Siguiendo a Celan, el joven Auster enfrenta la barrera del lenguaje y se le revela que las palabras son una trampa y quien cae atrapado en su telaraña todo lo que podrá nombrar, como su maestro Jabés, es la herida. En este tránsito, Auster recupera su origen judío y, en un doble movimiento, desde Kafka salta a Jabés pasando por Celan y, desde esta tríada, (se) escribe. En sus diarios Kafka anotaba que debía aferrarse a cada una de sus páginas como antídoto del dolor existencial.
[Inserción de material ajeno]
//! GLSL ES 3.00 sources. Bodies carry no `#version` line so that keyword
//! defines can be inserted ahead of them by [`source`].

use crate::field::PACKED_RANGE;

pub const SHADING: &str = "SHADING";
pub const MANUAL_FILTERING: &str = "MANUAL_FILTERING";
pub const BYTE_STORAGE: &str = "BYTE_STORAGE";

#[must_use]
pub fn source(body: &str, keywords: &[&str]) -> String {
    let mut out = header(keywords);
    out.push_str(body);
    out
}

/// Like [`source`], with [`CODEC`] between the keywords and the body.
#[must_use]
pub fn fragment(body: &str, keywords: &[&str]) -> String {
    let mut out = header(keywords);
    out.push_str(&format!("#define SIGNED_RANGE {PACKED_RANGE:.1}\n"));
    out.push_str(CODEC);
    out.push_str(body);
    out
}

fn header(keywords: &[&str]) -> String {
    let mut out = String::from("#version 300 es\n");
    for keyword in keywords {
        out.push_str("#define ");
        out.push_str(keyword);
        out.push('\n');
    }
    out
}

/// Reads and writes of field texels. Under `BYTE_STORAGE` signed fields hold
/// two components, each as 16 bit fixed point in a pair of bytes, truncated
/// toward zero. Unpacked fields pass through unchanged.
pub const CODEC: &str = r#"
precision highp float;

#ifdef BYTE_STORAGE
vec2 pack_component(float value) {
    float scaled = clamp(value / SIGNED_RANGE, -1.0, 1.0) * 32767.0;
    float q = sign(scaled) * floor(abs(scaled) + 0.001) + 32768.0;
    float high = floor(q / 256.0);
    return vec2(high, q - high * 256.0) / 255.0;
}

float unpack_component(vec2 bytes) {
    vec2 b = floor(bytes * 255.0 + 0.5);
    return (b.x * 256.0 + b.y - 32768.0) / 32767.0 * SIGNED_RANGE;
}

vec4 decode(vec4 texel, bool packed) {
    return packed ? vec4(unpack_component(texel.rg), unpack_component(texel.ba), 0.0, 0.0) : texel;
}

vec4 encode(vec4 value, bool packed) {
    return packed ? vec4(pack_component(value.x), pack_component(value.y)) : value;
}
#else
vec4 decode(vec4 texel, bool packed) {
    return texel;
}

vec4 encode(vec4 value, bool packed) {
    return value;
}
#endif
"#;

/// Full-screen triangle with the four neighbor coordinates precomputed.
pub const BASE_VERTEX: &str = r#"
precision highp float;

uniform vec2 texel_size;

out vec2 v_uv;
out vec2 v_l;
out vec2 v_r;
out vec2 v_t;
out vec2 v_b;

void main() {
    vec2 position = vec2(float((gl_VertexID & 1) << 2) - 1.0, float((gl_VertexID & 2) << 1) - 1.0);
    v_uv = position * 0.5 + 0.5;
    v_l = v_uv - vec2(texel_size.x, 0.0);
    v_r = v_uv + vec2(texel_size.x, 0.0);
    v_t = v_uv + vec2(0.0, texel_size.y);
    v_b = v_uv - vec2(0.0, texel_size.y);
    gl_Position = vec4(position, 0.0, 1.0);
}
"#;

/// Full-screen triangle for passes that only read their own texel.
pub const BLIT_VERTEX: &str = r#"
precision highp float;

out vec2 v_uv;

void main() {
    vec2 position = vec2(float((gl_VertexID & 1) << 2) - 1.0, float((gl_VertexID & 2) << 1) - 1.0);
    v_uv = position * 0.5 + 0.5;
    gl_Position = vec4(position, 0.0, 1.0);
}
"#;

pub const ADVECTION: &str = r#"
precision highp float;
precision highp sampler2D;

in vec2 v_uv;
out vec4 frag_color;

uniform sampler2D velocity;
uniform sampler2D source;
uniform vec2 texel_size;
uniform vec2 dye_texel_size;
uniform float dt;
uniform float dissipation;
uniform bool source_packed;

// taps are decoded before blending, packed bytes do not interpolate
vec4 bilerp(sampler2D sam, vec2 uv, vec2 tsize, bool packed) {
    vec2 st = uv / tsize - 0.5;
    vec2 iuv = floor(st);
    vec2 fuv = fract(st);
    vec4 a = decode(texture(sam, (iuv + vec2(0.5, 0.5)) * tsize), packed);
    vec4 b = decode(texture(sam, (iuv + vec2(1.5, 0.5)) * tsize), packed);
    vec4 c = decode(texture(sam, (iuv + vec2(0.5, 1.5)) * tsize), packed);
    vec4 d = decode(texture(sam, (iuv + vec2(1.5, 1.5)) * tsize), packed);
    return mix(mix(a, b, fuv.x), mix(c, d, fuv.x), fuv.y);
}

void main() {
#ifdef MANUAL_FILTERING
    vec2 coord = v_uv - dt * bilerp(velocity, v_uv, texel_size, true).xy * texel_size;
    vec4 result = bilerp(source, coord, dye_texel_size, source_packed);
#else
    vec2 coord = v_uv - dt * decode(texture(velocity, v_uv), true).xy * texel_size;
    vec4 result = decode(texture(source, coord), source_packed);
#endif
    float decay = clamp(1.0 - dissipation * dt, 0.0, 1.0);
    frag_color = encode(result * decay, source_packed);
}
"#;

pub const CURL: &str = r#"
precision mediump float;
precision mediump sampler2D;

in highp vec2 v_uv;
in highp vec2 v_l;
in highp vec2 v_r;
in highp vec2 v_t;
in highp vec2 v_b;
out vec4 frag_color;

uniform sampler2D velocity;

void main() {
    float l = decode(texture(velocity, v_l), true).y;
    float r = decode(texture(velocity, v_r), true).y;
    float t = decode(texture(velocity, v_t), true).x;
    float b = decode(texture(velocity, v_b), true).x;
    float vorticity = (t - b) - (r - l);
    frag_color = encode(vec4(0.5 * vorticity, 0.0, 0.0, 1.0), true);
}
"#;

pub const VORTICITY: &str = r#"
precision highp float;
precision highp sampler2D;

in vec2 v_uv;
in vec2 v_l;
in vec2 v_r;
in vec2 v_t;
in vec2 v_b;
out vec4 frag_color;

uniform sampler2D velocity;
uniform sampler2D curl;
uniform float strength;
uniform float dt;

void main() {
    float l = decode(texture(curl, v_l), true).x;
    float r = decode(texture(curl, v_r), true).x;
    float t = decode(texture(curl, v_t), true).x;
    float b = decode(texture(curl, v_b), true).x;
    float c = decode(texture(curl, v_uv), true).x;

    vec2 force = 0.5 * vec2(abs(t) - abs(b), abs(r) - abs(l));
    force /= length(force) + 0.0001;
    force *= strength * c;
    force.x *= -1.0;

    vec2 v = decode(texture(velocity, v_uv), true).xy + force * dt;
    v = clamp(v, -1000.0, 1000.0);
    frag_color = encode(vec4(v, 0.0, 1.0), true);
}
"#;

pub const DIVERGENCE: &str = r#"
precision mediump float;
precision mediump sampler2D;

in highp vec2 v_uv;
in highp vec2 v_l;
in highp vec2 v_r;
in highp vec2 v_t;
in highp vec2 v_b;
out vec4 frag_color;

uniform sampler2D velocity;

void main() {
    float l = decode(texture(velocity, v_l), true).x;
    float r = decode(texture(velocity, v_r), true).x;
    float t = decode(texture(velocity, v_t), true).y;
    float b = decode(texture(velocity, v_b), true).y;

    vec2 c = decode(texture(velocity, v_uv), true).xy;
    if (v_l.x < 0.0) { l = -c.x; }
    if (v_r.x > 1.0) { r = -c.x; }
    if (v_t.y > 1.0) { t = -c.y; }
    if (v_b.y < 0.0) { b = -c.y; }

    frag_color = encode(vec4(0.5 * (r - l + t - b), 0.0, 0.0, 1.0), true);
}
"#;

pub const CLEAR: &str = r#"
precision mediump float;
precision mediump sampler2D;

in highp vec2 v_uv;
out vec4 frag_color;

// only ever scales pressure
uniform sampler2D source;
uniform float value;

void main() {
    frag_color = encode(value * decode(texture(source, v_uv), true), true);
}
"#;

pub const PRESSURE: &str = r#"
precision mediump float;
precision mediump sampler2D;

in highp vec2 v_uv;
in highp vec2 v_l;
in highp vec2 v_r;
in highp vec2 v_t;
in highp vec2 v_b;
out vec4 frag_color;

uniform sampler2D pressure;
uniform sampler2D divergence;

void main() {
    float l = decode(texture(pressure, v_l), true).x;
    float r = decode(texture(pressure, v_r), true).x;
    float t = decode(texture(pressure, v_t), true).x;
    float b = decode(texture(pressure, v_b), true).x;
    float div = decode(texture(divergence, v_uv), true).x;
    frag_color = encode(vec4((l + r + b + t - div) * 0.25, 0.0, 0.0, 1.0), true);
}
"#;

pub const GRADIENT_SUBTRACT: &str = r#"
precision mediump float;
precision mediump sampler2D;

in highp vec2 v_uv;
in highp vec2 v_l;
in highp vec2 v_r;
in highp vec2 v_t;
in highp vec2 v_b;
out vec4 frag_color;

uniform sampler2D pressure;
uniform sampler2D velocity;

void main() {
    float l = decode(texture(pressure, v_l), true).x;
    float r = decode(texture(pressure, v_r), true).x;
    float t = decode(texture(pressure, v_t), true).x;
    float b = decode(texture(pressure, v_b), true).x;
    vec2 v = decode(texture(velocity, v_uv), true).xy;
    v -= 0.5 * vec2(r - l, t - b);
    frag_color = encode(vec4(v, 0.0, 1.0), true);
}
"#;

pub const SPLAT: &str = r#"
precision highp float;
precision highp sampler2D;

in vec2 v_uv;
out vec4 frag_color;

uniform sampler2D source;
uniform float aspect_ratio;
uniform vec3 color;
uniform vec2 point;
uniform float radius;
uniform bool source_packed;

void main() {
    vec2 p = v_uv - point;
    p.x *= aspect_ratio;
    float falloff = 1.0 - smoothstep(0.0, radius, length(p));
    vec4 base = decode(texture(source, v_uv), source_packed);
    frag_color = encode(base + vec4(falloff * color, 0.0), source_packed);
}
"#;

/// Composites dye over the background. With `SHADING` the base vertex
/// shader must be used so that neighbor coordinates exist.
pub const DISPLAY: &str = r#"
precision highp float;
precision highp sampler2D;

in vec2 v_uv;
#ifdef SHADING
in vec2 v_l;
in vec2 v_r;
in vec2 v_t;
in vec2 v_b;
uniform vec2 texel_size;
#endif
out vec4 frag_color;

uniform sampler2D dye;

void main() {
    vec3 c = texture(dye, v_uv).rgb;
#ifdef SHADING
    vec3 lc = texture(dye, v_l).rgb;
    vec3 rc = texture(dye, v_r).rgb;
    vec3 tc = texture(dye, v_t).rgb;
    vec3 bc = texture(dye, v_b).rgb;

    float dx = length(rc) - length(lc);
    float dy = length(tc) - length(bc);

    vec3 n = normalize(vec3(dx, dy, length(texel_size)));
    vec3 l = vec3(0.0, 0.0, 1.0);

    float diffuse = clamp(dot(n, l) + 0.7, 0.7, 1.0);
    c *= diffuse;
#endif
    float a = max(c.r, max(c.g, c.b));
    frag_color = vec4(c, a);
}
"#;

#[cfg(test)]
mod tests {
    use super::*;

    #[test]
    fn version_line_precedes_keywords() {
        let out = source(DISPLAY, &[SHADING]);
        let mut lines = out.lines();
        assert_eq!(lines.next(), Some("#version 300 es"));
        assert_eq!(lines.next(), Some("#define SHADING"));
        assert!(out.ends_with(DISPLAY));
    }

    #[test]
    fn keywordless_source_is_versioned_body() {
        assert_eq!(source(CLEAR, &[]), format!("#version 300 es\n{CLEAR}"));
    }

    #[test]
    fn fragments_get_the_codec_after_keywords() {
        let out = fragment(PRESSURE, &[BYTE_STORAGE]);
        let mut lines = out.lines();
        assert_eq!(lines.next(), Some("#version 300 es"));
        assert_eq!(lines.next(), Some("#define BYTE_STORAGE"));
        assert_eq!(lines.next(), Some("#define SIGNED_RANGE 4096.0"));
        assert!(out.contains(CODEC));
        assert!(out.ends_with(PRESSURE));
    }

    #[test]
    fn every_field_write_goes_through_the_codec() {
        for body in [ADVECTION, CURL, VORTICITY, DIVERGENCE, CLEAR, PRESSURE, GRADIENT_SUBTRACT, SPLAT] {
            assert!(body.contains("frag_color = encode("), "{body}");
            assert!(!body.contains("= texture("), "{body}");
        }
    }
}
En el registro de esa imposibilidad de escribir, Kafka dejó en sus diarios un testamento literario tan desesperado como pedagógico: los problemas de la escritura se solucionan en la escritura... pero ¿y la vida?
El joven Auster, traductor de Jabés, se enfrenta con la dificultad, obsesión y estímulo a la vez. “Cuando estudiaba me di cuenta de que si me concentraba en formas breves podría desenvolverme mejor. Pasaron los años y me obsesioné tanto con la poesía que dejé de pensar en cualquier otra cosa. Escribía poemas muy cortos y concisos que solían llevarme meses. Eran muy densos, sobre todo al principio, replegados sobre sí mismos como puños, pero a lo largo de los años comenzaron a abrirse de forma gradual hasta que sentí que me dirigía a la prosa.” Pero no nos adelantemos a ese pasaje. El joven Auster escribe “puños cerrados”, como escribe también “piedras”, significantes netamente kafkianos. Aparecen y reaparecen. La dificultad es encierro, un girar maníaco sobre sí mismo. “No es que escribir me produzca un gran placer, pero es mucho peor si no lo hago”, supo declarar por entonces. Y es acá justamente donde sobreviene la fatalidad, la inminencia del desastre al que aludía Blanchot. Se trata, una y otra vez, como si fuera posible, de dar un paso hacia la realidad, pero al joven Auster no se le escapa lo que Celan sostuvo en el discurso de Bremen: “La realidad no existe. Debe ser buscada y ganada. Los poemas están navegando hacia un lugar que puede ser habitado, hacia un sujeto a quien es posible referirse, y tal vez hacia una realidad a la que es posible referirse”. Pero la realidad, lo otro, se vuelve para el joven Auster una labor ardua con las palabras. Por momentos transmite la impresión de estar ante un discípulo aventajado de Jabés que, en sus últimos libros de poesía, arribará finalmente a la prosa, y es aquí donde cabe preguntarse si, desde ese itinerario que va de la poesía a la prosa, no se produce el descubrimiento de lo narrativo. Sin ironía: de la poesía propiamente dicha hacia lo prosaico, la prosa. “Por poco que sea, la vida nos ha enseñado al menos una cosa: quienquiera que esté aquí ahora no estará luego”, reflexiona.
No es casual que sus poemas completos se cierren con una conclusión vocativa, en segunda persona: “Sentirte separado del lenguaje es perder tu propio cuerpo. Cuando las palabras te fallan, te disuelves en una imagen de la nada. Desapareces”. Dicho esto, se explica el pasaje a la prosa que, en su caso, será la narrativa. Faulkner supo plantear una especie de Ley de Murphy literaria al afirmar taxativo que cuando alguien tienta la poesía y acepta su reto, al fracasar, pasa al cuento. Si fracasa en el cuento, entonces le queda, como último recurso, la narrativa. Esta ley puede aplicársele al joven Auster. Si bien sus poemas se presentan tal vez como imprescindibles para los lectores interesados en su genética textual, no son del todo un fracaso y cada tanto, en su compulsión a la repetición, dejan entrever algún destello, ese asombro que se espera de la palabra. Más tarde, años más tarde, como dándole la razón a Faulkner, Auster escribiría una gran novela americana como El Palacio de la Luna, la prueba de que hay un mundo más allá de la palabra poética.